Decision Date11 March 1982
Citation432 N.E.2d 708,385 Mass. 547
PartiesBobby Joe LEASTER v. COMMONWEALTH (and two companion cases 1 ).
CourtUnited States State Supreme Judicial Court of Massachusetts Supreme Court

Michael J. Traft, Asst. Dist. Atty., for the Commonwealth.

Robert F. Muse, Boston, for Bobby Joe Leaster.

Benjamin Hiller, Cambridge, for Leonard Lacy.

Lois M. Lewis, West Newton, for George P. McLaughlin.

Before HENNESSEY, C. J., and ABRAMS, NOLAN and LYNCH, JJ.

HENNESSEY, Chief Justice.

In each of these three cases the petitioner, who is serving a life sentence for murder in the first degree, sought postconviction relief for asserted error in his conviction by filing in the Superior Court a motion under Mass.R.Crim.P. 30, 378 Mass. 900 (1979). 2 In each case a Superior Court judge denied the motion after hearing. Subsequently each petitioner sought to appeal the Superior Court ruling by leave of a single justice of this court, as required by G.L. c. 278, § 33E. 3 In each case leave to appeal was denied by the single justice and the petitioner claimed an appeal to the full court from the denial. The Commonwealth moved before the full court to dismiss these appeals, and these motions to dismiss are now before us.

The Commonwealth argues that the unequivocal words of § 33E require these dismissals. We agree. The special function of the single justice mandated by the statute would be futile and meaningless if his or her rulings were subject to appeal before the full court.

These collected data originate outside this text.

//! Translation of structured log records into Forward-protocol records.
//!
//! Translation is pure: it reads a [`LogRecord`] and the attributes of its
//! owning [`Resource`] and produces a [`Record`]. Missing attributes are
//! never an error; the corresponding field is simply left out.

use std::collections::BTreeMap;

use chrono::SecondsFormat;

use crate::logs::{AnyValue, LogRecord, Resource};
use crate::record::Record;

/// Label fed from the record's severity text.
pub const SEVERITY_LABEL: &str = "severity";

/// Label fed from the record's body.
pub const MESSAGE_LABEL: &str = "message";

/// Label fed from the record's timestamp.
pub const TIME_LABEL: &str = "time";

/// Default key the Kubernetes sub-record is nested under.
pub const DEFAULT_KUBERNETES_KEY: &str = "kubernetes";

const K8S_NAMESPACE_NAME: &str = "k8s.namespace.name";
const K8S_CONTAINER_NAME: &str = "k8s.container.name";
const K8S_POD_NAME: &str = "k8s.pod.name";
const K8S_NODE_NAME: &str = "k8s.node.name";
const K8S_POD_LABELS_PREFIX: &str = "k8s.pod.labels.";

/// Kubernetes metadata enrichment settings.
#[derive(Debug, Clone, PartialEq, Eq)]
pub struct KubernetesMetadata {
    /// Key the metadata sub-record is nested under
    pub key: String,

    /// Whether to add a `labels` sub-record built from pod-label attributes
    pub include_pod_labels: bool,
}

impl Default for KubernetesMetadata {
    fn default() -> Self {
        Self {
            key: DEFAULT_KUBERNETES_KEY.to_string(),
            include_pod_labels: false,
        }
    }
}

/// Settings that drive [`translate`].
#[derive(Debug, Clone, Default, PartialEq, Eq)]
pub struct TranslatorConfig {
    /// Labels to emit, keyed by label name
    pub default_labels_enabled: BTreeMap<String, bool>,

    /// Kubernetes enrichment, when configured
    pub kubernetes_metadata: Option<KubernetesMetadata>,
}

/// Translate one log record into a wire record.
///
/// Enabled labels are emitted in label-name order. `severity`, `message`
/// and `time` come from the record itself; every other label is looked up
/// on the record's own attributes.
pub fn translate(record: &LogRecord, resource: &Resource, config: &TranslatorConfig) -> Record {
    let mut out = Record::new();

    for label in config
        .default_labels_enabled
        .iter()
        .filter(|(_, enabled)| **enabled)
        .map(|(label, _)| label.as_str())
    {
        match label {
            SEVERITY_LABEL => out.insert(SEVERITY_LABEL, record.severity_text.as_str()),
            MESSAGE_LABEL => out.insert(
                MESSAGE_LABEL,
                record
                    .body
                    .as_ref()
                    .map(AnyValue::as_string)
                    .unwrap_or_default(),
            ),
            TIME_LABEL => {
                if let Some(ts) = record.timestamp.or(record.observed_timestamp) {
                    out.insert(TIME_LABEL, ts.to_rfc3339_opts(SecondsFormat::Nanos, true));
                }
            }
            key => {
                if let Some(value) = record.attributes.get(key) {
                    out.insert(key, value.as_string());
                }
            }
        }
    }

    if let Some(k8s) = &config.kubernetes_metadata {
        out.insert(k8s.key.as_str(), kubernetes_record(resource, k8s.include_pod_labels));
    }

    out
}

/// Build the Kubernetes sub-record in a single pass over the resource attributes.
fn kubernetes_record(resource: &Resource, include_pod_labels: bool) -> Record {
    let mut namespace_name = String::new();
    let mut container_name = String::new();
    let mut pod_name = String::new();
    let mut host = String::new();
    let mut labels = Record::new();

    for (key, value) in resource.attributes.iter() {
        match key {
            K8S_NAMESPACE_NAME => namespace_name = value.as_string(),
            K8S_CONTAINER_NAME => container_name = value.as_string(),
            K8S_POD_NAME => pod_name = value.as_string(),
            K8S_NODE_NAME => host = value.as_string(),
            _ if include_pod_labels => {
                if let Some(label) = key.strip_prefix(K8S_POD_LABELS_PREFIX) {
                    labels.insert(label, value.as_string());
                }
            }
            _ => {}
        }
    }

    let mut k8s = Record::new();
    k8s.insert("namespace_name", namespace_name);
    k8s.insert("container_name", container_name);
    k8s.insert("pod_name", pod_name);
    k8s.insert("host", host);
    if include_pod_labels {
        k8s.insert("labels", labels);
    }
    k8s
}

Despite our conclusion that the Commonwealth's motion to dismiss these appeals must be allowed, we recognize the weight of certain arguments of the petitioners. Rule 30 was adopted in 1979 as the exclusive vehicle for postconviction relief. Simultaneously, through the cooperation of the Legislature, statutory provisions for postconviction relief by means of writ of error were repealed. See former statute G.L. c. 250, §§ 1, 2, 9, 10, 11, and 12 (repealed by St.1979, c. 344, § 13). The petitioners observe that the statutory repeal eliminated substantial privileges of postconviction full court review, as a matter of right, which had been available for many decades to persons convicted of first degree murder as well as lesser crimes. The petitioners also argue the incongruity that, by reason of the combined effect of rule 30 and § 33E, appellate review by the full court of Superior Court rulings on postconviction motions are available, without leave from a single justice, as to all criminal convictions except the most serious (murder in the first degree).

Against these arguments of the petitioners stand the compelling facts that the murder convictions of these three petitioners like all first degree murder convictions appealed to us, have received not only the direct appellate review available in all criminal matters but also have received the plenary review under § 33E, which is designed to avoid miscarriage of justice and which is peculiarly available in first degree murder cases. Commonwealth v. Leaster, 362 Mass. 407, 287 N.E.2d 122 (1972). Commonwealth v. Lacy, 371 Mass. 363, 358 N.E.2d 419 (1976). Commonwealth v. McLaughlin, 352 Mass. 218, 224 N.E.2d 444, cert. denied, McLaughlin v. Massachusetts, 389 U.S. 916, 88 S.Ct. 250, 19 L.Ed.2d 268 (1967). This logical underpinning is a refutation, if such is needed, of the argument that the Legislature could not have intended, despite the unequivocal language of § 33E, inhibition of post-conviction relief in first degree murder cases. Further, review should not be afforded by the full court through our powers under G.L. c. 211, § 3, since we deal here with matters in which the Legislature has expressly limited such review. Contrast Commonwealth v. Dunigan, --- Mass. ---, 425 N.E.2d 369, Mass.Adv.Sh. (1981) 1539, 1543. We also observe that a number of other jurisdictions have similar "gatekeeper" restrictions on postconviction relief in criminal matters. See, e.g., Conn.Gen.Stat.Ann. § 52-470 (West Supp.1981); Ga Code Ann. § 50-127(11) (Supp.1981); Maine Rev.Stat.Ann. tit. 15, § 2131 (Supp.1981).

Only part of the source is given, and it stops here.